Well, lets start with the bad, and end with the good; its always best to finish on a positive note. Labels can be bad because people don’t tend to fit perfectly into boxes. We have this image in our heads of what it means to be male; strong, brave, powerful, smart, etc. But not every man is all of those things. In fact, most men probably aren’t all of those things. They don’t fit into the box of masculinity. It works the same for women. We are taught that women are small, delicate, soft, nurturing, etc. But I bet you can’t think of a woman who is all of those things. Even if you did come up with a man or woman who fit those descriptions, I bet you can think of one who can’t. The truth is, not every man is the same as every other man, and not every woman is the same as every other woman. There are plenty of nurturing men, and powerful women. We don’t fit into boxes.
So labels work perfectly for men who fit into the masculine box, but they don’t work so well for the men who don’t. The same goes for women. So are using these labels harmful? Maybe. But one thing I’ve learned as a student of social science is that if it exists, it has a function. So what’s the function of labels?
They’re descriptors. They help us explain who we are and what we like. If you’ve spent much time looking at things in the LGBT community, you’ve probably found someone explaining their identity, and it looks something like this: “Hi, I’m a straight, demisexual, biromantic, cis¹ male, and I like unicorns.” (I just made that up. This is not how I identify, nor is it how anyone I know identifies). So what are all of those words? What do they mean? Why does this person feel the need to say all of that? My head hurts.

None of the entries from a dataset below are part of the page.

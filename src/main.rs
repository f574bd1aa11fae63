//! Crate Kicker headless runner
//!
//! Plays a short scripted session against the default level at the fixed
//! frame rate and logs what happened. Set `RUST_LOG=debug` for more.

use std::path::PathBuf;

use crate_kicker::audio::AudioEvent;
use crate_kicker::consts::SIM_DT;
use crate_kicker::sim::{LevelInput, LevelLayout};
use crate_kicker::{AudioQueue, Game, GameInput, Screen, Settings};

/// Frames to run before giving up on the script
const MAX_FRAMES: u32 = 60 * 60;

/// Scripted controls for a given frame of the level: run right, hop every
/// second and kick now and then.
fn scripted_input(frame: u32) -> LevelInput {
    LevelInput {
        move_left: false,
        move_right: true,
        jump: frame % 60 == 0,
        attack: frame % 90 == 45,
        pause: false,
    }
}

fn settings_path() -> PathBuf {
    std::env::args_os()
        .nth(1)
        .map(PathBuf::from)
        .unwrap_or_else(|| PathBuf::from("crate_kicker_settings.json"))
}

fn main() {
    env_logger::Builder::from_env(env_logger::Env::default().default_filter_or("info")).init();

    log::info!("Crate Kicker (headless) starting...");

    let settings = Settings::load_or_default(&settings_path());
    let mut game = match Game::new(&LevelLayout::default(), settings) {
        Ok(game) => game,
        Err(e) => {
            log::error!("Failed to build level: {}", e);
            std::process::exit(1);
        }
    };
    let mut audio = AudioQueue::new();

    let mut level_frame = 0u32;
    for frame in 0..MAX_FRAMES {
        let mut input = GameInput::default();
        match game.screen() {
            Screen::Menu => input.play = true,
            Screen::Level => {
                input.level = scripted_input(level_frame);
                level_frame += 1;
            }
            Screen::Win | Screen::Lose => break,
            Screen::Splash | Screen::Paused => {}
        }

        game.update(SIM_DT, &input, &mut audio);

        for event in audio.drain() {
            if let AudioEvent::Sample(effect) = event {
                log::trace!("frame {}: {}", frame, effect.as_str());
            }
        }
        if level_frame > 0 && level_frame % 60 == 0 {
            let hud = game.level().hud();
            log::debug!(
                "t={:.1}s lives={} coins={} player={:?}",
                hud.time,
                hud.lives,
                hud.coins,
                game.level().player().state()
            );
        }
    }

    let hud = game.level().hud();
    match game.last_run() {
        Some(run) => log::info!(
            "Session over ({}): {} coins, {:.1}s, {} lives left",
            if run.won { "won" } else { "lost" },
            run.score,
            run.time,
            run.lives
        ),
        None => log::info!(
            "Session stopped on {}: {} coins, {:.1}s, {} lives left",
            game.screen().as_str(),
            hud.coins,
            hud.time,
            hud.lives
        ),
    }
}
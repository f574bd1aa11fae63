//! Patrolling enemy

use glam::{Mat4, Quat, Vec2, Vec3};
use serde::{Deserialize, Serialize};

use super::animation::{ClipId, ClipLibrary, ClipPlayer};
use super::entity::{Entity, EntityTag};
use super::physics::{BodyDesc, PhysicsWorld};
use super::state::{Direction, Facing};
use crate::consts::{ENEMY_HALF_SIZE, ENEMY_MODEL_OFFSET, ENEMY_SPEED};

#[derive(Debug, Clone, Copy, PartialEq, Eq, Serialize, Deserialize)]
pub enum EnemyState {
    Idle,
    Running,
    /// Terminal until the level resets
    Dead,
}

/// Launch force for a kill from the given side
pub fn launch_force(direction: Direction) -> Vec2 {
    match direction {
        Direction::Left => Vec2::new(5000.0, 2000.0),
        Direction::Right => Vec2::new(-5000.0, 2000.0),
        Direction::Up => Vec2::new(0.0, -100.0),
    }
}

/// An enemy walks `walk_distance` away from its start, waits `idle_time`,
/// turns round and walks back.
#[derive(Debug, Clone)]
pub struct Enemy {
    entity: Entity,
    state: EnemyState,
    previous_state: EnemyState,
    facing: Facing,
    speed: f32,
    walk_distance: f32,
    idle_time: f32,
    timer: f32,
    start_position: Vec2,
    clips: ClipLibrary,
    anim: ClipPlayer,
}

impl Enemy {
    pub fn new(
        world: &mut PhysicsWorld,
        index: u32,
        position: Vec2,
        walk_distance: f32,
        idle_time: f32,
        clips: ClipLibrary,
    ) -> Self {
        let desc = BodyDesc::dynamic(position, ENEMY_HALF_SIZE).fixed_rotation(true);
        Self {
            entity: Entity::spawn(world, EntityTag::Enemy(index), &desc),
            state: EnemyState::Running,
            previous_state: EnemyState::Idle,
            facing: Facing::Left,
            speed: ENEMY_SPEED,
            walk_distance,
            idle_time,
            timer: 0.0,
            start_position: position,
            clips,
            anim: ClipPlayer::default(),
        }
    }

    pub fn entity(&self) -> &Entity {
        &self.entity
    }

    pub fn entity_mut(&mut self) -> &mut Entity {
        &mut self.entity
    }

    pub fn state(&self) -> EnemyState {
        self.state
    }

    pub fn set_state(&mut self, state: EnemyState) {
        self.state = state;
    }

    pub fn facing(&self) -> Facing {
        self.facing
    }

    pub fn timer(&self) -> f32 {
        self.timer
    }

    pub fn start_position(&self) -> Vec2 {
        self.start_position
    }

    pub fn position(&self, world: &PhysicsWorld) -> Vec2 {
        self.entity.position(world)
    }

    pub fn clip(&self) -> Option<ClipId> {
        self.anim.clip()
    }

    pub fn update(&mut self, world: &mut PhysicsWorld, dt: f32) {
        self.timer += dt;

        match self.state {
            EnemyState::Idle if self.timer >= self.idle_time => {
                self.facing = self.facing.flipped();
                self.state = EnemyState::Running;
            }
            EnemyState::Running => {
                let pos = self.entity.position(world);
                let (x, out_of_range) = match self.facing {
                    Facing::Left => {
                        let x = pos.x - self.speed * dt;
                        (x, x < self.start_position.x - self.walk_distance)
                    }
                    Facing::Right => {
                        let x = pos.x + self.speed * dt;
                        (x, x > self.start_position.x + self.walk_distance)
                    }
                };
                self.entity.set_position(world, Vec2::new(x, pos.y));
                if out_of_range {
                    self.timer = 0.0;
                    self.state = EnemyState::Idle;
                }
            }
            _ => {}
        }

        if self.previous_state != self.state {
            let clip = match self.state {
                EnemyState::Running => ClipId::Run,
                EnemyState::Idle | EnemyState::Dead => ClipId::Idle,
            };
            self.anim.play(&self.clips, clip, true, 1.0);
            self.previous_state = self.state;
        }
        self.anim.update(dt);
    }

    /// Knock the enemy out of the level
    pub fn set_dead(&mut self, world: &mut PhysicsWorld, direction: Direction) {
        self.entity.apply_force(world, launch_force(direction));
        self.entity.set_sensor(world, true);
        self.state = EnemyState::Dead;
    }

    pub fn reset(&mut self, world: &mut PhysicsWorld) {
        self.entity.wake(world);
        self.entity.set_sensor(world, false);
        self.entity.set_position(world, self.start_position);
        self.entity.set_velocity(world, Vec2::ZERO);
        self.entity.sync_from_body(world);
        self.state = EnemyState::Idle;
        self.timer = 0.0;
    }

    /// Model transform; the offset mirrors with facing
    pub fn model_transform(&self, world: &PhysicsWorld) -> Mat4 {
        let offset = match self.facing {
            Facing::Left => ENEMY_MODEL_OFFSET,
            Facing::Right => Vec2::new(-ENEMY_MODEL_OFFSET.x, ENEMY_MODEL_OFFSET.y),
        };
        let pos = self.entity.position(world) + offset;
        let yaw = match self.facing {
            Facing::Left => -std::f32::consts::FRAC_PI_2,
            Facing::Right => std::f32::consts::FRAC_PI_2,
        };
        let rotation = Quat::from_rotation_y(yaw) * Quat::from_rotation_z(self.entity.angle(world));
        Mat4::from_scale_rotation_translation(Vec3::splat(0.01), rotation, Vec3::new(pos.x, pos.y, 0.0))
    }
}

#[cfg(test)]
mod tests {
    use super::*;

    fn spawn(walk_distance: f32, idle_time: f32) -> (PhysicsWorld, Enemy) {
        let mut world = PhysicsWorld::new();
        let enemy = Enemy::new(
            &mut world,
            0,
            Vec2::new(36.0, 14.5),
            walk_distance,
            idle_time,
            ClipLibrary::enemy(),
        );
        (world, enemy)
    }

    #[test]
    fn test_idle_to_running_and_back() {
        let (mut world, mut enemy) = spawn(2.0, 4.0);
        enemy.set_state(EnemyState::Idle);
        let facing = enemy.facing();

        // 4.0s idle in exact steps
        for _ in 0..7 {
            enemy.update(&mut world, 0.5);
            assert_eq!(enemy.state(), EnemyState::Idle);
        }
        enemy.update(&mut world, 0.5);
        assert_eq!(enemy.state(), EnemyState::Running);
        assert_eq!(enemy.facing(), facing.flipped());

        // Walks speed * dt per frame until past the walk distance
        let dt = 0.125;
        let mut last_x = enemy.position(&world).x;
        let mut frames = 0;
        while enemy.state() == EnemyState::Running {
            enemy.update(&mut world, dt);
            let x = enemy.position(&world).x;
            assert!(((x - last_x).abs() - ENEMY_SPEED * dt).abs() < 1e-4);
            last_x = x;
            frames += 1;
            assert!(frames < 100);
        }
        assert_eq!(enemy.state(), EnemyState::Idle);
        assert_eq!(enemy.timer(), 0.0);
        assert!((last_x - enemy.start_position().x).abs() > 2.0);
    }

    #[test]
    fn test_zero_idle_time_turns_immediately() {
        let (mut world, mut enemy) = spawn(2.0, 0.0);
        enemy.set_state(EnemyState::Idle);
        enemy.update(&mut world, 0.01);
        assert_eq!(enemy.state(), EnemyState::Running);
    }

    #[test]
    fn test_dead_is_terminal() {
        let (mut world, mut enemy) = spawn(2.0, 1.0);
        enemy.set_dead(&mut world, Direction::Left);
        assert_eq!(world.pending_force(enemy.entity().body()), Vec2::new(5000.0, 2000.0));
        assert!(enemy.entity().is_sensor(&world));
        let x = enemy.position(&world).x;
        for _ in 0..100 {
            enemy.update(&mut world, 0.1);
        }
        assert_eq!(enemy.state(), EnemyState::Dead);
        assert_eq!(enemy.position(&world).x, x);
    }

    #[test]
    fn test_reset_restores_start() {
        let (mut world, mut enemy) = spawn(2.0, 1.0);
        for _ in 0..10 {
            enemy.update(&mut world, 0.1);
        }
        enemy.set_dead(&mut world, Direction::Up);
        enemy.reset(&mut world);
        assert_eq!(enemy.state(), EnemyState::Idle);
        assert_eq!(enemy.position(&world), enemy.start_position());
        assert!(!enemy.entity().is_sensor(&world));
        assert_eq!(enemy.timer(), 0.0);
    }

    #[test]
    fn test_launch_forces() {
        assert_eq!(launch_force(Direction::Right), Vec2::new(-5000.0, 2000.0));
        assert_eq!(launch_force(Direction::Up), Vec2::new(0.0, -100.0));
    }
}
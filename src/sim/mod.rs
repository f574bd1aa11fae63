//! Level simulation
//!
//! All gameplay logic lives here. It is single-threaded and free of I/O:
//! - One fixed physics step per frame
//! - Collision response through the typed dispatcher only
//! - No rendering or platform dependencies

pub mod animation;
pub mod collision;
pub mod crate_box;
pub mod crusher;
pub mod enemy;
pub mod entity;
pub mod layout;
pub mod level;
pub mod physics;
pub mod player;
pub mod sawblade;
pub mod state;
pub mod tick;

pub use animation::{ClipId, ClipLibrary};
pub use collision::{CoinRef, Contact, dispatch};
pub use crate_box::{Crate, CrateKind};
pub use crusher::{Crusher, CrusherPhase};
pub use enemy::{Enemy, EnemyState};
pub use entity::{Entity, EntityKind, EntityTag};
pub use layout::{LayoutError, LevelLayout};
pub use level::Level;
pub use physics::{PhysicsWorld, TouchingPair};
pub use player::{Player, PlayerState};
pub use sawblade::Sawblade;
pub use state::{Checkpoint, Coin, Direction, Facing, Hud, LevelOutcome};
pub use tick::{LevelInput, tick};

I’m not going to spend time explaining all of those (read about them here), but they are just using labels to quickly and easily explain who they are and what they like. If you know what all of those words mean, you’ll quickly understand that they are a male, who was born male, they are interesting in having both male and female romantic partners (though not necessarily at the same time), they are interested in having sex only with females, and they only feel sexually attracted to a woman after they have formed an emotional bond with that woman. Do you see how long it took to say all of that? It was much easier when we used labels.
Conclusively, labels can be limiting, but they do help us explain ourselves in a much simpler manner. Isn’t it much easier to say that you’re an accountant than to describe all of the responsibilities of the job? That’s why we have labels. While it’s true that some people may not know what a particular label means, it’s never a bad time to learn!
Whatever your stance on labels, be respectful of others with differing opinions; they have their reasons!
¹ The term “cis” is an abbreviated form of the word “cisgender”, which means the person identifies with their biological sex, or the gender they were born as.